NERC Level 3 Alert Targets Data Center Load Risks to BPS Reliability

NERC issued a Level 3 Essential Action Alert in May 2026 — one of the rarest and most urgent signals in the reliability ecosystem — targeting the grid stability risks posed by large computational loads, including AI data centers and other high-powered, asynchronous facilities now connecting at bulk transmission voltages across North America.

The Alert calls on Transmission Planners, Planning Coordinators, Transmission Owners, and Balancing Authorities to complete seven defined near-term essential actions. These span updated modeling data collection requirements, additional planning studies under computational load-specific scenarios, and the establishment of commissioning processes for large loads prior to energization.

Responses from registered entities are due August 3, 2026, Midnight Eastern.
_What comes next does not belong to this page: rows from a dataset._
//! Intent replay
//!
//! Drives the ledger core from a CSV file of intents, the way a wallet API
//! would drive it from requests, and reports the resulting state.
//!
//! # Pipeline
//!
//! ```text
//! ReplayRunner
//!     ├── AsyncReader (batched CSV reading)
//!     ├── TransactionOrchestrator
//!     │   ├── InMemoryLedgerStore
//!     │   ├── InMemoryTransactionStore
//!     │   ├── InMemoryUserDirectory
//!     │   └── PaymentProvider (sandbox or MTN MoMo)
//!     └── ReconciliationLoop (one pass per `tick`, drained at the end)
//! ```
//!
//! Intents run in file order, one at a time, so cross-user transfers replay
//! deterministically. Concurrency lives in the reconciliation passes, which
//! talk to the provider for many transactions at once.

use clap::ValueEnum;
use futures::io::AsyncRead;
use std::io::Write;
use std::path::Path;
use std::sync::Arc;
use tokio_util::compat::TokioAsyncReadCompatExt;
use tracing::{error, info, warn};

use crate::config::AppConfig;
use crate::core::{
    InMemoryLedgerStore, InMemoryTransactionStore, InMemoryUserDirectory, LedgerStore,
    ReconciliationLoop, ReconciliationReport, TransactionOrchestrator, UserDirectory,
};
use crate::io::{write_balances_csv, write_transactions_csv, AsyncReader, BalanceRow, Intent};
use crate::provider::{create_provider, PaymentProvider};
use crate::types::WalletError;

/// Which report to write once the replay is done
#[derive(Clone, Copy, Debug, PartialEq, Eq, ValueEnum)]
pub enum ReportKind {
    /// One row per account: `owner,kind,currency,balance`
    Balances,
    /// One row per transaction: `key,kind,user,counterparty,amount,currency,status,reason`
    Transactions,
}

/// What a replay did
#[derive(Debug, Clone, Copy, Default, PartialEq, Eq)]
pub struct ReplaySummary {
    /// Intents executed
    pub intents: usize,
    /// Intents refused by the orchestrator
    pub refused: usize,
    /// CSV rows skipped as invalid
    pub skipped_rows: u64,
    /// Reconciliation totals over all ticks and the final drain
    pub reconciliation: ReconciliationReport,
}

/// Replays an intent file against a freshly wired ledger core
#[derive(Debug, Clone)]
pub struct ReplayRunner {
    config: AppConfig,
    report: ReportKind,
}

impl ReplayRunner {
    /// Create a runner
    pub fn new(config: AppConfig, report: ReportKind) -> Self {
        Self { config, report }
    }

    /// Replay `input_path` and write the report to `output`
    ///
    /// Builds its own multi-threaded tokio runtime and the provider selected
    /// by the configuration.
    ///
    /// # Errors
    ///
    /// Fatal errors only: unreadable input, unusable configuration, failed
    /// report output. Refused intents are logged and counted.
    pub fn process(
        &self,
        input_path: &Path,
        output: &mut dyn Write,
    ) -> Result<ReplaySummary, WalletError> {
        let runtime = tokio::runtime::Builder::new_multi_thread()
            .worker_threads(self.config.reconciliation.max_concurrent)
            .enable_all()
            .build()
            .map_err(|e| WalletError::InvalidConfig {
                message: format!("failed to create tokio runtime: {}", e),
            })?;

        runtime.block_on(async {
            let provider = create_provider(self.config.provider, self.config.mtn_momo.clone())?;

            let file = tokio::fs::File::open(input_path).await.map_err(|e| {
                if e.kind() == std::io::ErrorKind::NotFound {
                    WalletError::FileNotFound {
                        path: input_path.display().to_string(),
                    }
                } else {
                    WalletError::from(e)
                }
            })?;

            self.replay(file.compat(), output, provider).await
        })
    }

    /// Replay intents read from `input` through `provider`
    pub async fn replay<R>(
        &self,
        input: R,
        output: &mut dyn Write,
        provider: Arc<dyn PaymentProvider>,
    ) -> Result<ReplaySummary, WalletError>
    where
        R: AsyncRead + Unpin + Send + 'static,
    {
        let ledger: Arc<dyn LedgerStore> = Arc::new(InMemoryLedgerStore::new());
        let users = Arc::new(InMemoryUserDirectory::new());
        let orchestrator = Arc::new(TransactionOrchestrator::new(
            Arc::clone(&ledger),
            Arc::new(InMemoryTransactionStore::new()),
            users.clone(),
            provider,
            self.config.orchestrator.clone(),
        ));
        // Every tick polls every pending transaction
        let reconciler = ReconciliationLoop::new(
            Arc::clone(&orchestrator),
            self.config.reconciliation.clone().without_poll_spacing(),
        );

        let mut summary = ReplaySummary::default();
        let mut reader = AsyncReader::new(input);

        loop {
            let batch = reader.read_batch(self.config.batch_size).await;
            if batch.is_empty() {
                break;
            }

            for intent in batch {
                summary.intents += 1;
                match self
                    .apply(intent, &orchestrator, users.as_ref(), &reconciler)
                    .await
                {
                    Ok(Some(pass)) => summary.reconciliation.absorb(pass),
                    Ok(None) => {}
                    Err(err) => {
                        summary.refused += 1;
                        warn!(error = %err, "intent refused");
                    }
                }
            }
        }
        summary.skipped_rows = reader.skipped();
        summary.reconciliation.absorb(reconciler.drain().await?);

        let audit = ledger.audit().await?;
        if !audit.is_consistent() {
            error!(?audit, "ledger audit failed");
        }

        match self.report {
            ReportKind::Balances => {
                let mut rows = Vec::new();
                for account in ledger.accounts().await? {
                    rows.push(BalanceRow {
                        balance: ledger.get_balance(account.id).await?,
                        owner: account.owner,
                        kind: account.kind,
                        currency: account.currency,
                    });
                }
                write_balances_csv(&rows, output)?;
            }
            ReportKind::Transactions => {
                let transactions = orchestrator.transactions().all().await?;
                write_transactions_csv(&transactions, output)?;
            }
        }

        info!(
            intents = summary.intents,
            refused = summary.refused,
            skipped_rows = summary.skipped_rows,
            settled = summary.reconciliation.settled,
            failed = summary.reconciliation.failed,
            timed_out = summary.reconciliation.timed_out,
            "replay finished"
        );
        Ok(summary)
    }

    /// Execute one intent; `tick` returns the pass it ran
    async fn apply(
        &self,
        intent: Intent,
        orchestrator: &TransactionOrchestrator,
        users: &dyn UserDirectory,
        reconciler: &ReconciliationLoop,
    ) -> Result<Option<ReconciliationReport>, WalletError> {
        match intent {
            Intent::Register { user } => {
                users.register(user).await;
            }
            Intent::Deposit {
                user,
                amount,
                currency,
                msisdn,
                key,
            } => {
                orchestrator
                    .initiate_deposit(&user, amount, &currency, &msisdn, &key)
                    .await?;
            }
            Intent::Withdrawal {
                user,
                amount,
                currency,
                msisdn,
                key,
            } => {
                orchestrator
                    .initiate_withdrawal(&user, amount, &currency, &msisdn, &key)
                    .await?;
            }
            Intent::Transfer {
                sender,
                receiver,
                amount,
                currency,
                key,
            } => {
                orchestrator
                    .initiate_transfer(&sender, &receiver, amount, &currency, &key)
                    .await?;
            }
            Intent::Tick => return Ok(Some(reconciler.run_once().await?)),
        }
        Ok(None)
    }
}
NERC simultaneously published a companion document — Reliability Guideline: Risk Mitigation for Emerging Large Loads — which is voluntary and non-binding but maps directly to the gaps the Alert is designed to close. Standards Project 2026-02 (Computational Loads) is already underway, with FERC committed to acting on its related large load interconnection ANOPR by June 2026.


What This Means for Operators, Planners, and Compliance Teams

A Level 3 Alert is NERC's way of saying the standards development cycle is too slow for the risk already in front of us. It bypasses the normal rulemaking timeline and places near-term action obligations on specific registered entity types — obligations that FERC can and does scrutinize during audits and reviews.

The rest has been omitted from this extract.